> [Data provided]:
//! Foundation types for the Bucket Merkle Tree (BMT).
//!
//! Every other BMT crate depends on `bmt-types`.
//!
//! # Key Types
//!
//! - [`Digest`] -- 256-bit content digest; the all-zero value means "unset"
//! - [`TypeError`] -- parse failures for digests

pub mod digest;
pub mod error;

pub use digest::{Digest, DIGEST_LEN};
pub use error::TypeError;
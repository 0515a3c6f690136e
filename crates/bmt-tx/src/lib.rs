//! Signed transactions as a write-set producer for the bucket index.
//!
//! A [`Transaction`] has a content digest over its signed fields. A
//! [`Transactions`] list turns into a write set keyed by those digests
//! (lower-case hex) with each transaction's JSON encoding as the value, and
//! is summarized or persisted through `bmt-core`.

pub mod address;
pub mod error;
pub mod transaction;
pub mod transactions;

pub use address::{Address, ADDRESS_LEN};
pub use error::{TxError, TxResult};
pub use transaction::{Transaction, MAX_TX_SIZE};
pub use transactions::{by_nonce, by_nonce_then_price, Transactions, TxMeta};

> [What is required]:
Copy each line in the entries above where "TypeError" turns up.

> [Result]:
//! - [`TypeError`] -- parse failures for digests
pub use error::TypeError;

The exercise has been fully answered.